GIVEN RECORDS.
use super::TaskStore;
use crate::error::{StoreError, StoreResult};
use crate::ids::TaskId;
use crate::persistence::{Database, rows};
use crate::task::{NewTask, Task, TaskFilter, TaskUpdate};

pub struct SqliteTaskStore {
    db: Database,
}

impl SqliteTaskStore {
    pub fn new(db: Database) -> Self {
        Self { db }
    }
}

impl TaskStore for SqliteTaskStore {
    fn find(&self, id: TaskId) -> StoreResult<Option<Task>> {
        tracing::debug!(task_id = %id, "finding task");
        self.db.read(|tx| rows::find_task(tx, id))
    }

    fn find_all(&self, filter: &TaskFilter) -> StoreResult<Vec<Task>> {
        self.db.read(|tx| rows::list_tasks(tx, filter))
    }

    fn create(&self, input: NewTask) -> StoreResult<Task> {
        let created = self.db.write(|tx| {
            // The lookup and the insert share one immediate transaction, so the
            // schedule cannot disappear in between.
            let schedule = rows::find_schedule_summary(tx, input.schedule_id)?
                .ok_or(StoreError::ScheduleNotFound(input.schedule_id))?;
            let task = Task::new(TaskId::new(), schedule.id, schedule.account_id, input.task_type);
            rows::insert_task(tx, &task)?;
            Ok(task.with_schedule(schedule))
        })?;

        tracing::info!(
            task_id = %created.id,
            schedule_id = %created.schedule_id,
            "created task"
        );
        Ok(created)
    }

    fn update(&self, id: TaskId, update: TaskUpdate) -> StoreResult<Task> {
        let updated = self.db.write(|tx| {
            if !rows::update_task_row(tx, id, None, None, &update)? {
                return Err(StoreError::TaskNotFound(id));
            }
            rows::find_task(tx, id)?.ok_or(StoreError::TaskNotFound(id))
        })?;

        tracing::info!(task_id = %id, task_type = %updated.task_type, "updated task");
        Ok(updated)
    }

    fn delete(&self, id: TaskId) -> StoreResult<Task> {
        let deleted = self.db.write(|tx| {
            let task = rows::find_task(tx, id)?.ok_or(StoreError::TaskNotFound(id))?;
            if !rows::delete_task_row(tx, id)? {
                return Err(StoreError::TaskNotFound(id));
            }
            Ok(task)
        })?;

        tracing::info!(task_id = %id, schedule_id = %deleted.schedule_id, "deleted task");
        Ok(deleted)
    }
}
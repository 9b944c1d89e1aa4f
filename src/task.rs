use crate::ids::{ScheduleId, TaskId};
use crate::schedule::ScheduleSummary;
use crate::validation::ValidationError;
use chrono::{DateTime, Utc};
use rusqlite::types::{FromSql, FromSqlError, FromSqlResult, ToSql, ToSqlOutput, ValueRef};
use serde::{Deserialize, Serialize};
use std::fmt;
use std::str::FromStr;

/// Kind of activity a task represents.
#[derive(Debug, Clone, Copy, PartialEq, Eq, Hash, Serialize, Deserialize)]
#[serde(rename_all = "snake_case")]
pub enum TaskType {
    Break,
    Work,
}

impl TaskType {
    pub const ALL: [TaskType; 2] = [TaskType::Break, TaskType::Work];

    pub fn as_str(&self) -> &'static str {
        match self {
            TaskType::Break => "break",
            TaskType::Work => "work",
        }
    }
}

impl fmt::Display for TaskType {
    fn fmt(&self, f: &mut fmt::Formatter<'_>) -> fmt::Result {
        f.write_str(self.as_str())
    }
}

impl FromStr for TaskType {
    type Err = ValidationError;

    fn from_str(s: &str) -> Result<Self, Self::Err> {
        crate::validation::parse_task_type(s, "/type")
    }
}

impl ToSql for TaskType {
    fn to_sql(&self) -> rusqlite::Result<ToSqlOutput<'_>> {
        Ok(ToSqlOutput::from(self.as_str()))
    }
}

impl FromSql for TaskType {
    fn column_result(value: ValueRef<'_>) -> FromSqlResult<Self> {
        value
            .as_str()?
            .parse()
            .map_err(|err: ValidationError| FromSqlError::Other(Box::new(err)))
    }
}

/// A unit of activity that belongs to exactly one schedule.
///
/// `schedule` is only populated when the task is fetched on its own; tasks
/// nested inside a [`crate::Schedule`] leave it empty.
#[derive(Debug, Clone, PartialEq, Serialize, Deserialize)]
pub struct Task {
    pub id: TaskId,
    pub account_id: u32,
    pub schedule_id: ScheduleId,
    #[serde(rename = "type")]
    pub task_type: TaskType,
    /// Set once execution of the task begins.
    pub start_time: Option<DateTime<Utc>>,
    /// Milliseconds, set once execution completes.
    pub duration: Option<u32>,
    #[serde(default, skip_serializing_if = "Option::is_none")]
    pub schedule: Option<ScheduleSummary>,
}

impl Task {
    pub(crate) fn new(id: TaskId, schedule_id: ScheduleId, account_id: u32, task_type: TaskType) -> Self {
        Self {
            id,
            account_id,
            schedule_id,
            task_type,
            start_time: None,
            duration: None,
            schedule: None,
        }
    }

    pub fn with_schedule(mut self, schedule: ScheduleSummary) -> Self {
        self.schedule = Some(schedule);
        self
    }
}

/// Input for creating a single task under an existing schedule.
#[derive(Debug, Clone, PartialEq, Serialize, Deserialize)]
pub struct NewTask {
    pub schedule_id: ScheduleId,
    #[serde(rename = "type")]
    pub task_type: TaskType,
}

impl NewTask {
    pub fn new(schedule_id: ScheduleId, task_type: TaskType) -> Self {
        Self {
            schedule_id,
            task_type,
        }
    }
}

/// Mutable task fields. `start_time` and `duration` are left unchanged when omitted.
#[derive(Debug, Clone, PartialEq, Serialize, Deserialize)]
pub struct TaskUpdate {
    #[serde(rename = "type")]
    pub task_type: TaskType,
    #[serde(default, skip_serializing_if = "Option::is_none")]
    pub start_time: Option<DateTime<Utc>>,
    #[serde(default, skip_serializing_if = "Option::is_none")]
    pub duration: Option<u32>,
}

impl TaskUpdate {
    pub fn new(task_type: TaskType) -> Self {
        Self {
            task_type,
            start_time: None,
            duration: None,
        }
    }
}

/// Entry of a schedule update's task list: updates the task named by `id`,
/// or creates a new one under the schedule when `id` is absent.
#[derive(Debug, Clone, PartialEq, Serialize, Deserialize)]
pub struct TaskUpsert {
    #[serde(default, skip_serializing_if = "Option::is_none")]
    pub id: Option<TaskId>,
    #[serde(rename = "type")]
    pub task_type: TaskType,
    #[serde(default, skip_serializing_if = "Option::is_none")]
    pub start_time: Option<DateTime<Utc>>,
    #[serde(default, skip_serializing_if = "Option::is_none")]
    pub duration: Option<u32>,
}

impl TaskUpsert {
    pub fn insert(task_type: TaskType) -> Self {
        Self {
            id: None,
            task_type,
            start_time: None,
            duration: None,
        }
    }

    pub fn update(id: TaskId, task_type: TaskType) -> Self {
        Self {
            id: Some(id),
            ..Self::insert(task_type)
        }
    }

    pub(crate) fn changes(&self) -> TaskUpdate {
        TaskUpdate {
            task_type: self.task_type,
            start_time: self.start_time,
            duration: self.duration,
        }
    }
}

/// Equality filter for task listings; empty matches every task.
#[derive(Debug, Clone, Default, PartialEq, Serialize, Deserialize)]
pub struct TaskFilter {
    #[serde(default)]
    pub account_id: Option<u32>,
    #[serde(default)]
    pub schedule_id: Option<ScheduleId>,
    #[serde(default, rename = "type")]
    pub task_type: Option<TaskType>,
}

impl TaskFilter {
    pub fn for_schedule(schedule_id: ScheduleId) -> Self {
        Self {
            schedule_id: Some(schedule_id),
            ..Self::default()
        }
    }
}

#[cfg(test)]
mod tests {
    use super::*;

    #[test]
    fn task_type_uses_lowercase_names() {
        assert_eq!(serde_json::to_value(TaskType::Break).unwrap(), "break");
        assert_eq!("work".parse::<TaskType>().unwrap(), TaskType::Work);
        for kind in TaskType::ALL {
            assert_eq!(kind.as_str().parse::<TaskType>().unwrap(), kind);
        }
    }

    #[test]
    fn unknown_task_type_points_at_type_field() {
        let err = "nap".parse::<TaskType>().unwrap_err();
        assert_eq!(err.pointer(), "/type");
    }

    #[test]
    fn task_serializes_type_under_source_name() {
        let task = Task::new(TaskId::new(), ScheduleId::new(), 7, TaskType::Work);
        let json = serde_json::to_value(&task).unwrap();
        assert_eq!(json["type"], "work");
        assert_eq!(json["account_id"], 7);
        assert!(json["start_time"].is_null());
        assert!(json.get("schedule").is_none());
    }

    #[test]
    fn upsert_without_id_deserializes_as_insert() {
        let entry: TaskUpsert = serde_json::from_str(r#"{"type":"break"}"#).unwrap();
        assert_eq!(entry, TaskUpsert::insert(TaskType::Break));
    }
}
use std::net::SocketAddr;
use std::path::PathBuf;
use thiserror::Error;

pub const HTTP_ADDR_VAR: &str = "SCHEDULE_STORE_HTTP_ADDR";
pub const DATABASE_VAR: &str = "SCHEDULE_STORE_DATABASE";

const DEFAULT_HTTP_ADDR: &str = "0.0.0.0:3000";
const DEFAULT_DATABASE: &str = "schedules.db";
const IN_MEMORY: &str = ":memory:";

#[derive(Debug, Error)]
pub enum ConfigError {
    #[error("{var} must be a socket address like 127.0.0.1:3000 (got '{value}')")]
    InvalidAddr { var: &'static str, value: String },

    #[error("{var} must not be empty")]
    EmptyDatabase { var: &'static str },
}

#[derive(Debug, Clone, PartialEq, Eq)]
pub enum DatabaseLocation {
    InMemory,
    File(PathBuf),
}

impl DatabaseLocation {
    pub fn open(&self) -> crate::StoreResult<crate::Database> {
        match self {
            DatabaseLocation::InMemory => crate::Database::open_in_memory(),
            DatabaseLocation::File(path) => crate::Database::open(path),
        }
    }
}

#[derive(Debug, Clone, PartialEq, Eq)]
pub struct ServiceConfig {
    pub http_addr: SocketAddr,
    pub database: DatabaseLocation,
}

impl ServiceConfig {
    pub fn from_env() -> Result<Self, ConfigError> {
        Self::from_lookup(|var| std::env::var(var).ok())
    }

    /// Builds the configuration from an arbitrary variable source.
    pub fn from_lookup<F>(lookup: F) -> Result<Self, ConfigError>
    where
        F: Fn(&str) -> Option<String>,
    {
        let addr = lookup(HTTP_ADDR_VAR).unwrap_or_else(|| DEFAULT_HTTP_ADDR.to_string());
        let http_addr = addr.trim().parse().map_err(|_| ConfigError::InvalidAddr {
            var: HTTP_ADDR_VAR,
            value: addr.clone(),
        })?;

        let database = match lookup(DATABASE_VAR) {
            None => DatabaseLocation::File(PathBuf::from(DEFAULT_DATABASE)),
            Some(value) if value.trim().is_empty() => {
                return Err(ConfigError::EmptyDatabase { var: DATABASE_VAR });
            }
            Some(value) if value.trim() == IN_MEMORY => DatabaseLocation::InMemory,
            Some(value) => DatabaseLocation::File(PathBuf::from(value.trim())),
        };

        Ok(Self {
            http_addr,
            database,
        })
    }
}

YOUR INSTRUCTIONS.
List each line in the listing that contains the string "ScheduleSummary".

RESULT FOR THIS EXERCISE.
use crate::schedule::ScheduleSummary;
    pub schedule: Option<ScheduleSummary>,
    pub fn with_schedule(mut self, schedule: ScheduleSummary) -> Self {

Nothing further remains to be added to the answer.